> **TASK PROMPT**
Find the line with "Used by all" in the entries below, then reproduce it and every line after it down to and including the line with "the environment directory.", exactly.

> **Dataset entries**
****************

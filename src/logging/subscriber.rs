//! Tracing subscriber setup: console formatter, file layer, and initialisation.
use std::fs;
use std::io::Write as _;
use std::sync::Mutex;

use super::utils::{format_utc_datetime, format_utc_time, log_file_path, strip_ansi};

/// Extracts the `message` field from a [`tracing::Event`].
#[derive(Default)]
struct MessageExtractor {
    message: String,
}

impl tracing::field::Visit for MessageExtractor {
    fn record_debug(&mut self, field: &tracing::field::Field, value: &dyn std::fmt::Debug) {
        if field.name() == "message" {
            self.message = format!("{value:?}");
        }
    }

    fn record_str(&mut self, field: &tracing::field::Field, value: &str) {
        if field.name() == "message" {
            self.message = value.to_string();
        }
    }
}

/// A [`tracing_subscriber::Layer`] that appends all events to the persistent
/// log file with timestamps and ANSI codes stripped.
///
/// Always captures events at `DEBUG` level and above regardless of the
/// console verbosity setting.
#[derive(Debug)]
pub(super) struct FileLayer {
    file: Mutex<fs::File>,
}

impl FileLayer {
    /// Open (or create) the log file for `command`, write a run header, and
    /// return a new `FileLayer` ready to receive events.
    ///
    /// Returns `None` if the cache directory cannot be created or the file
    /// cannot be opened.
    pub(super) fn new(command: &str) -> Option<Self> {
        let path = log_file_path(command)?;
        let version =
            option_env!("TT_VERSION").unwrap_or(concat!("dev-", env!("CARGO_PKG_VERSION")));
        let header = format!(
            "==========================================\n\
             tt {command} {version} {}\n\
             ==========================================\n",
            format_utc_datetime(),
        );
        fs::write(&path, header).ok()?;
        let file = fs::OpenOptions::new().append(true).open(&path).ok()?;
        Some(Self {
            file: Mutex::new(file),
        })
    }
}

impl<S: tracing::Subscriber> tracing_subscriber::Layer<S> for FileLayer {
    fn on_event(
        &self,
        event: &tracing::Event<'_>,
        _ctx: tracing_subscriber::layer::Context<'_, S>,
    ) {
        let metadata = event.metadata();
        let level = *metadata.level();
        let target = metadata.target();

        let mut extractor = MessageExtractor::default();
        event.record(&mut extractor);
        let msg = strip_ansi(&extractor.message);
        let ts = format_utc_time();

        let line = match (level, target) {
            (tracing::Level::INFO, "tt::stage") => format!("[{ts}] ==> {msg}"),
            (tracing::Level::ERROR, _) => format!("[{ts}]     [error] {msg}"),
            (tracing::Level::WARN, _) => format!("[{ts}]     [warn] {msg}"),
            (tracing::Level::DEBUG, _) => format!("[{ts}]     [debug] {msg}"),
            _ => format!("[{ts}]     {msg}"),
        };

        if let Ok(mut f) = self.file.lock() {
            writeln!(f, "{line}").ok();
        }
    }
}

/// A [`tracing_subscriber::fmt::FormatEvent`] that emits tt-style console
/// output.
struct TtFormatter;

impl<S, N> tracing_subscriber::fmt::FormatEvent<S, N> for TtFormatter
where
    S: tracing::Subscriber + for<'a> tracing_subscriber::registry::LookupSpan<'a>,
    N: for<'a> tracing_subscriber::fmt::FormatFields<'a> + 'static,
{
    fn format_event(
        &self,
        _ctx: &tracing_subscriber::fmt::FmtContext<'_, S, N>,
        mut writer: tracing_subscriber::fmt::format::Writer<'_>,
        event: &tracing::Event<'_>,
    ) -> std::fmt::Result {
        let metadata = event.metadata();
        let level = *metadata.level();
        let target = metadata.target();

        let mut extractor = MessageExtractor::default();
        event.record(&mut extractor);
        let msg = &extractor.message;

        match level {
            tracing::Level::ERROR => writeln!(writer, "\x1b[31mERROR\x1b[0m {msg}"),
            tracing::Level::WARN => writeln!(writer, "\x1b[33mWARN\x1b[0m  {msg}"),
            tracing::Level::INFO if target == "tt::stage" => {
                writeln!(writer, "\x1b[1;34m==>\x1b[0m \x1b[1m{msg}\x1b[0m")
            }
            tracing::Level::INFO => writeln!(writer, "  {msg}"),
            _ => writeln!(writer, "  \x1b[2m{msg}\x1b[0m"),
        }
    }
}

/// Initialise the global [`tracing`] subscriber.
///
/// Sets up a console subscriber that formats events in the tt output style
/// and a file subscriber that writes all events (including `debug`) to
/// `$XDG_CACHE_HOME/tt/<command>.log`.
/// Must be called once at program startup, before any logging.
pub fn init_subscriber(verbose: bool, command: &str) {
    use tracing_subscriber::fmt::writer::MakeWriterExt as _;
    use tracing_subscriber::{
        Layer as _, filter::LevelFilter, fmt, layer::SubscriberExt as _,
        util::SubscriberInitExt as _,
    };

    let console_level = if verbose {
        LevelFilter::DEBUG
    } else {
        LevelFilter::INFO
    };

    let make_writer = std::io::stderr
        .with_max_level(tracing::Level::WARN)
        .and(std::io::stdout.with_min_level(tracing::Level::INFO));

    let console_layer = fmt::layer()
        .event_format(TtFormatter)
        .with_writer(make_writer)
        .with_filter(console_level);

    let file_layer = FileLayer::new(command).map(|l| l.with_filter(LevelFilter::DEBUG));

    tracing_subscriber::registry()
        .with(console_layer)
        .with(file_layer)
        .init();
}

****************

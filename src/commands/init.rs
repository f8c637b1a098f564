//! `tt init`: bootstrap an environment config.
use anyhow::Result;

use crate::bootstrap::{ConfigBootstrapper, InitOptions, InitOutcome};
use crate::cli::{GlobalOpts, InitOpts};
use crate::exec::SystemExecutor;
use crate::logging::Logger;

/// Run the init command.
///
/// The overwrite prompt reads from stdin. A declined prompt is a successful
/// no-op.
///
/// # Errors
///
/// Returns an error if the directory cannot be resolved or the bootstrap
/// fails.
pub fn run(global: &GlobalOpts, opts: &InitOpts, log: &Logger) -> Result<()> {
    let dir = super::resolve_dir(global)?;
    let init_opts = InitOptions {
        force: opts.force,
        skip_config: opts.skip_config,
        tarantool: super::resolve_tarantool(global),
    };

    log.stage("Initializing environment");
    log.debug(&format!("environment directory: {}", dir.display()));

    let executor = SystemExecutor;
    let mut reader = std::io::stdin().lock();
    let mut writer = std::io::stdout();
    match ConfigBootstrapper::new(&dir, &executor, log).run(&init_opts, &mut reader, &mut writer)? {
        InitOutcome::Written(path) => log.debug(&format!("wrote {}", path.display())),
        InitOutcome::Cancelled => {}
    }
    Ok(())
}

****************

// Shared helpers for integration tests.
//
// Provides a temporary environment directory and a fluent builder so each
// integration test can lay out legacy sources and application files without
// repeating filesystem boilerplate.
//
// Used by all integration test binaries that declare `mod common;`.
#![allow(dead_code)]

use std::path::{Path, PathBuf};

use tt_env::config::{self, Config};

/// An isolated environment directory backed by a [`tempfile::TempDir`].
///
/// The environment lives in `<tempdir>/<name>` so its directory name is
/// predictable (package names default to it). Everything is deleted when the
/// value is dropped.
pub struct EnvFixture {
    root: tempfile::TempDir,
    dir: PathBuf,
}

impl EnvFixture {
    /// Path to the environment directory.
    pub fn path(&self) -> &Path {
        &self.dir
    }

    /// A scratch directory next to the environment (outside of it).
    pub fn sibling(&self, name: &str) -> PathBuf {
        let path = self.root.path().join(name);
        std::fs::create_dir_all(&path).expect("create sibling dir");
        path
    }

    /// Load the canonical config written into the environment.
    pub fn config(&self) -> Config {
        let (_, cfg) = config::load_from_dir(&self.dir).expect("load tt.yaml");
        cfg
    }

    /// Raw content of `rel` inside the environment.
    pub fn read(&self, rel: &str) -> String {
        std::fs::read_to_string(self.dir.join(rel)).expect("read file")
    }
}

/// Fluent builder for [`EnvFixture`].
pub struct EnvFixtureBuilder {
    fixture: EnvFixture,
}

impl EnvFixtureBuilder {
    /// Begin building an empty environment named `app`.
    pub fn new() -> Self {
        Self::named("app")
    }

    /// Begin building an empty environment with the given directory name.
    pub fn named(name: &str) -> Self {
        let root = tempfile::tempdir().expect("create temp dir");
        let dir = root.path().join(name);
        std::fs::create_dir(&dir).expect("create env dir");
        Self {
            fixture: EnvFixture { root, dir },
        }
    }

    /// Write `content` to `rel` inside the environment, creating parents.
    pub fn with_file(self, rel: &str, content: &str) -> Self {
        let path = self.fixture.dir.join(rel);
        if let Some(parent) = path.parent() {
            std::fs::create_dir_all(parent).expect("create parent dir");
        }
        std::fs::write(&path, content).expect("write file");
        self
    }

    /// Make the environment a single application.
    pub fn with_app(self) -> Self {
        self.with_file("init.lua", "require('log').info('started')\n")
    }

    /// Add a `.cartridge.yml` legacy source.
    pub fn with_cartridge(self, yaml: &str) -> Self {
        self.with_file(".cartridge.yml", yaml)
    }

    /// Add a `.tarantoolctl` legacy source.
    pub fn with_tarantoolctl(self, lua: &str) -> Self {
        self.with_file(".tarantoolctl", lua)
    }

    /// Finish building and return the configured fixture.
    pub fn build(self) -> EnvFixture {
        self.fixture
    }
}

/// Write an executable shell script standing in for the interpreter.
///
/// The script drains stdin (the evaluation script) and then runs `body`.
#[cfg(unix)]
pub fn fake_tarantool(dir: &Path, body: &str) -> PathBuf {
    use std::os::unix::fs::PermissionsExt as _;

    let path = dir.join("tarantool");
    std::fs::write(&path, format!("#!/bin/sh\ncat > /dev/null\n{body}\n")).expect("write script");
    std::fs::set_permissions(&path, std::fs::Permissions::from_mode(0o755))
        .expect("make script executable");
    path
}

****************

> **SOLUTION TO THIS EXERCISE**
// Used by all integration test binaries that declare `mod common;`.
#![allow(dead_code)]

use std::path::{Path, PathBuf};

use tt_env::config::{self, Config};

/// An isolated environment directory backed by a [`tempfile::TempDir`].
///
/// The environment lives in `<tempdir>/<name>` so its directory name is
/// predictable (package names default to it). Everything is deleted when the
/// value is dropped.
pub struct EnvFixture {
    root: tempfile::TempDir,
    dir: PathBuf,
}

impl EnvFixture {
    /// Path to the environment directory.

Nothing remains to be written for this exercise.